[EXERCISE REQUIREMENTS] The full set of entries has to be output exactly.

[Stored data]
/// One canonical output event from the normalizer.
#[derive(Debug, Clone, PartialEq)]
pub enum NormalizedEvent {
    /// An incremental chunk of assistant text to append.
    TextDelta(String),
    /// The accumulated assistant text should be replaced wholesale (a
    /// non-prefix rewrite was observed).
    TextReplace(String),
    /// An incremental chunk of thinking text to append.
    ThinkingDelta(String),
    /// The accumulated thinking text should be replaced wholesale.
    ThinkingReplace(String),
    /// A tool call started.
    ToolStart {
        /// Tool call id.
        id: String,
        /// Tool name.
        name: String,
        /// Tool call arguments.
        args: Value,
    },
    /// A tool call reported partial progress.
    ToolUpdate {
        /// Tool call id.
        id: String,
        /// Partial result so far.
        partial_result: Value,
    },
    /// A tool call completed.
    ToolResult {
        /// Tool call id.
        id: String,
        /// Final result.
        result: Value,
        /// Whether the call ended in error.
        is_error: bool,
    },
    /// The run terminated. `Ok` on a clean finish, `Err` with the
    /// ChatError-worthy message otherwise.
    Terminal(Result<(), String>),
}

#[derive(Debug, Clone, Copy, PartialEq, Eq)]
enum TextMode {
    Snapshot,
    ExplicitDelta,
}

#[derive(Debug, Default)]
struct ChannelState {
    accumulated: String,
    mode: Option<TextMode>,
}

impl ChannelState {
    /// Apply one observed `(text, delta)` pair, returning the delta/replace
    /// event to emit, if any, per §4.7's normalization rules.
    fn observe(&mut self, text: Option<&str>, delta: Option<&str>) -> Option<(bool, String)> {
        if let Some(delta) = delta {
            // Rule 1: any explicit delta field latches explicit-delta mode
            // for the rest of the run; snapshots are ignored from here on.
            self.mode = Some(TextMode::ExplicitDelta);
            if delta.is_empty() {
                return None;
            }
            self.accumulated.push_str(delta);
            return Some((false, delta.to_string()));
        }

        if self.mode == Some(TextMode::ExplicitDelta) {
            // Already latched into explicit-delta mode; a bare snapshot
            // with no delta on this frame contributes nothing.
            return None;
        }
        self.mode = Some(TextMode::Snapshot);

        let snapshot = text?;
        if snapshot == self.accumulated {
            return None;
        }
        if let Some(suffix) = snapshot.strip_prefix(self.accumulated.as_str()) {
            // accumulated is a proper prefix of snapshot: extension.
            self.accumulated = snapshot.to_string();
            return Some((false, suffix.to_string()));
        }
        if self.accumulated.starts_with(snapshot) {
            // snapshot is a proper prefix of accumulated: the server sent a
            // shorter snapshot than what's already been emitted. There is
            // no well-formed positive delta to emit in this direction (see
            // DESIGN.md); track the shrink but emit nothing.
            self.accumulated = snapshot.to_string();
            return None;
        }
        // Non-prefix rewrite.
        self.accumulated = snapshot.to_string();
        Some((true, snapshot.to_string()))
    }
}

/// Per-run normalizer state, owned exclusively by one chat-run session
/// (§3's ownership summary).
#[derive(Debug, Default)]
pub struct DeltaNormalizer {
    text: ChannelState,
    thinking: ChannelState,
    lifecycle_start_observed: bool,
    terminated: bool,
}

impl DeltaNormalizer {
    /// Build a fresh normalizer for one run.
    #[must_use]
    pub fn new() -> Self {
        Self::default()
    }

    /// Whether the run has already produced its terminal signal.
    #[must_use]
    pub fn is_terminated(&self) -> bool {
        self.terminated
    }

    /// Feed one input, producing zero or more canonical output events.
    pub fn process(&mut self, input: NormalizerInput) -> Vec<NormalizedEvent> {
        if self.terminated {
            return Vec::new();
        }

        match input {
            NormalizerInput::ChatDelta { content } => self.process_content(&content),
            NormalizerInput::ChatFinal { message_content } => {
                let mut events = Vec::new();
                if let Some(content) = &message_content {
                    // Rule 4: fall back to emitting the whole message as a
                    // single delta if nothing was emitted yet for this run.
                    if self.text.accumulated.is_empty() && self.thinking.accumulated.is_empty() {
                        events.extend(self.process_content(content));
                    }
                }
                // Rule 3: a chat final doesn't terminate the run if an
                // agent.event lifecycle:start was already observed.
                if !self.lifecycle_start_observed {
                    self.terminated = true;
                    events.push(NormalizedEvent::Terminal(Ok(())));
                }
                events
            }
            NormalizerInput::ChatError { error_message } => {
                self.terminated = true;
                vec![NormalizedEvent::Terminal(Err(error_message.unwrap_or_else(|| {
                    "chat run failed with no error message".to_string()
                })))]
            }
            NormalizerInput::AgentAssistant { text, delta } => {
                self.emit_text(text.as_deref(), delta.as_deref())
            }
            NormalizerInput::AgentThinking { text, delta } => {
                self.emit_thinking(text.as_deref(), delta.as_deref())
            }
            NormalizerInput::AgentToolStart { tool_call_id, name, args } => tool_call_id
                .map(|id| vec![NormalizedEvent::ToolStart { id, name, args }])
                .unwrap_or_default(),
            NormalizerInput::AgentToolUpdate { tool_call_id, partial_result } => tool_call_id
                .map(|id| vec![NormalizedEvent::ToolUpdate { id, partial_result }])
                .unwrap_or_default(),
            NormalizerInput::AgentToolResult { tool_call_id, result, is_error } => tool_call_id
                .map(|id| vec![NormalizedEvent::ToolResult { id, result, is_error }])
                .unwrap_or_default(),
            NormalizerInput::LifecycleStart => {
                self.lifecycle_start_observed = true;
                Vec::new()
            }
            NormalizerInput::LifecycleEnd => {
                self.terminated = true;
                vec![NormalizedEvent::Terminal(Ok(()))]
            }
            NormalizerInput::LifecycleError { message } => {
                self.terminated = true;
                vec![NormalizedEvent::Terminal(Err(message.unwrap_or_else(|| {
                    "agent lifecycle ended in error".to_string()
                })))]
            }
        }
    }

    fn process_content(&mut self, content: &[ContentItem]) -> Vec<NormalizedEvent> {
        let mut events = Vec::new();
        for item in content {
            match item {
                ContentItem::Text { text, delta } => {
                    events.extend(self.emit_text(text.as_deref(), delta.as_deref()));
                }
                ContentItem::Thinking { thinking, delta } => {
                    events.extend(self.emit_thinking(thinking.as_deref(), delta.as_deref()));
                }
            }
        }
        events
    }

    fn emit_text(&mut self, text: Option<&str>, delta: Option<&str>) -> Vec<NormalizedEvent> {
        match self.text.observe(text, delta) {
            Some((true, s)) => vec![NormalizedEvent::TextReplace(s)],
            Some((false, s)) => vec![NormalizedEvent::TextDelta(s)],
            None => Vec::new(),
        }
    }

    fn emit_thinking(&mut self, text: Option<&str>, delta: Option<&str>) -> Vec<NormalizedEvent> {
        match self.thinking.observe(text, delta) {
            Some((true, s)) => vec![NormalizedEvent::ThinkingReplace(s)],
            Some((false, s)) => vec![NormalizedEvent::ThinkingDelta(s)],
            None => Vec::new(),
        }
    }
}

[ANSWER FOR THIS EXERCISE]
/// One canonical output event from the normalizer.
#[derive(Debug, Clone, PartialEq)]
pub enum NormalizedEvent {
    /// An incremental chunk of assistant text to append.
    TextDelta(String),
    /// The accumulated assistant text should be replaced wholesale (a
    /// non-prefix rewrite was observed).
    TextReplace(String),
    /// An incremental chunk of thinking text to append.
    ThinkingDelta(String),
    /// The accumulated thinking text should be replaced wholesale.
    ThinkingReplace(String),
    /// A tool call started.
    ToolStart {
        /// Tool call id.
        id: String,
        /// Tool name.
        name: String,
        /// Tool call arguments.
        args: Value,
    },
    /// A tool call reported partial progress.
    ToolUpdate {
        /// Tool call id.
        id: String,
        /// Partial result so far.
        partial_result: Value,
    },
    /// A tool call completed.
    ToolResult {
        /// Tool call id.
        id: String,
        /// Final result.
        result: Value,
        /// Whether the call ended in error.
        is_error: bool,
    },
    /// The run terminated. `Ok` on a clean finish, `Err` with the
    /// ChatError-worthy message otherwise.
    Terminal(Result<(), String>),
}

#[derive(Debug, Clone, Copy, PartialEq, Eq)]
enum TextMode {
    Snapshot,
    ExplicitDelta,
}

#[derive(Debug, Default)]
struct ChannelState {
    accumulated: String,
    mode: Option<TextMode>,
}

impl ChannelState {
    /// Apply one observed `(text, delta)` pair, returning the delta/replace
    /// event to emit, if any, per §4.7's normalization rules.
    fn observe(&mut self, text: Option<&str>, delta: Option<&str>) -> Option<(bool, String)> {
        if let Some(delta) = delta {
            // Rule 1: any explicit delta field latches explicit-delta mode
            // for the rest of the run; snapshots are ignored from here on.
            self.mode = Some(TextMode::ExplicitDelta);
            if delta.is_empty() {
                return None;
            }
            self.accumulated.push_str(delta);
            return Some((false, delta.to_string()));
        }

        if self.mode == Some(TextMode::ExplicitDelta) {
            // Already latched into explicit-delta mode; a bare snapshot
            // with no delta on this frame contributes nothing.
            return None;
        }
        self.mode = Some(TextMode::Snapshot);

        let snapshot = text?;
        if snapshot == self.accumulated {
            return None;
        }
        if let Some(suffix) = snapshot.strip_prefix(self.accumulated.as_str()) {
            // accumulated is a proper prefix of snapshot: extension.
            self.accumulated = snapshot.to_string();
            return Some((false, suffix.to_string()));
        }
        if self.accumulated.starts_with(snapshot) {
            // snapshot is a proper prefix of accumulated: the server sent a
            // shorter snapshot than what's already been emitted. There is
            // no well-formed positive delta to emit in this direction (see
            // DESIGN.md); track the shrink but emit nothing.
            self.accumulated = snapshot.to_string();
            return None;
        }
        // Non-prefix rewrite.
        self.accumulated = snapshot.to_string();
        Some((true, snapshot.to_string()))
    }
}

/// Per-run normalizer state, owned exclusively by one chat-run session
/// (§3's ownership summary).
#[derive(Debug, Default)]
pub struct DeltaNormalizer {
    text: ChannelState,
    thinking: ChannelState,
    lifecycle_start_observed: bool,
    terminated: bool,
}

impl DeltaNormalizer {
    /// Build a fresh normalizer for one run.
    #[must_use]
    pub fn new() -> Self {
        Self::default()
    }

    /// Whether the run has already produced its terminal signal.
    #[must_use]
    pub fn is_terminated(&self) -> bool {
        self.terminated
    }

    /// Feed one input, producing zero or more canonical output events.
    pub fn process(&mut self, input: NormalizerInput) -> Vec<NormalizedEvent> {
        if self.terminated {
            return Vec::new();
        }

        match input {
            NormalizerInput::ChatDelta { content } => self.process_content(&content),
            NormalizerInput::ChatFinal { message_content } => {
                let mut events = Vec::new();
                if let Some(content) = &message_content {
                    // Rule 4: fall back to emitting the whole message as a
                    // single delta if nothing was emitted yet for this run.
                    if self.text.accumulated.is_empty() && self.thinking.accumulated.is_empty() {
                        events.extend(self.process_content(content));
                    }
                }
                // Rule 3: a chat final doesn't terminate the run if an
                // agent.event lifecycle:start was already observed.
                if !self.lifecycle_start_observed {
                    self.terminated = true;
                    events.push(NormalizedEvent::Terminal(Ok(())));
                }
                events
            }
            NormalizerInput::ChatError { error_message } => {
                self.terminated = true;
                vec![NormalizedEvent::Terminal(Err(error_message.unwrap_or_else(|| {
                    "chat run failed with no error message".to_string()
                })))]
            }
            NormalizerInput::AgentAssistant { text, delta } => {
                self.emit_text(text.as_deref(), delta.as_deref())
            }
            NormalizerInput::AgentThinking { text, delta } => {
                self.emit_thinking(text.as_deref(), delta.as_deref())
            }
            NormalizerInput::AgentToolStart { tool_call_id, name, args } => tool_call_id
                .map(|id| vec![NormalizedEvent::ToolStart { id, name, args }])
                .unwrap_or_default(),
            NormalizerInput::AgentToolUpdate { tool_call_id, partial_result } => tool_call_id
                .map(|id| vec![NormalizedEvent::ToolUpdate { id, partial_result }])
                .unwrap_or_default(),
            NormalizerInput::AgentToolResult { tool_call_id, result, is_error } => tool_call_id
                .map(|id| vec![NormalizedEvent::ToolResult { id, result, is_error }])
                .unwrap_or_default(),
            NormalizerInput::LifecycleStart => {
                self.lifecycle_start_observed = true;
                Vec::new()
            }
            NormalizerInput::LifecycleEnd => {
                self.terminated = true;
                vec![NormalizedEvent::Terminal(Ok(()))]
            }
            NormalizerInput::LifecycleError { message } => {
                self.terminated = true;
                vec![NormalizedEvent::Terminal(Err(message.unwrap_or_else(|| {
                    "agent lifecycle ended in error".to_string()
                })))]
            }
        }
    }

    fn process_content(&mut self, content: &[ContentItem]) -> Vec<NormalizedEvent> {
        let mut events = Vec::new();
        for item in content {
            match item {
                ContentItem::Text { text, delta } => {
                    events.extend(self.emit_text(text.as_deref(), delta.as_deref()));
                }
                ContentItem::Thinking { thinking, delta } => {
                    events.extend(self.emit_thinking(thinking.as_deref(), delta.as_deref()));
                }
            }
        }
        events
    }

    fn emit_text(&mut self, text: Option<&str>, delta: Option<&str>) -> Vec<NormalizedEvent> {
        match self.text.observe(text, delta) {
            Some((true, s)) => vec![NormalizedEvent::TextReplace(s)],
            Some((false, s)) => vec![NormalizedEvent::TextDelta(s)],
            None => Vec::new(),
        }
    }

    fn emit_thinking(&mut self, text: Option<&str>, delta: Option<&str>) -> Vec<NormalizedEvent> {
        match self.thinking.observe(text, delta) {
            Some((true, s)) => vec![NormalizedEvent::ThinkingReplace(s)],
            Some((false, s)) => vec![NormalizedEvent::ThinkingDelta(s)],
            None => Vec::new(),
        }
    }
}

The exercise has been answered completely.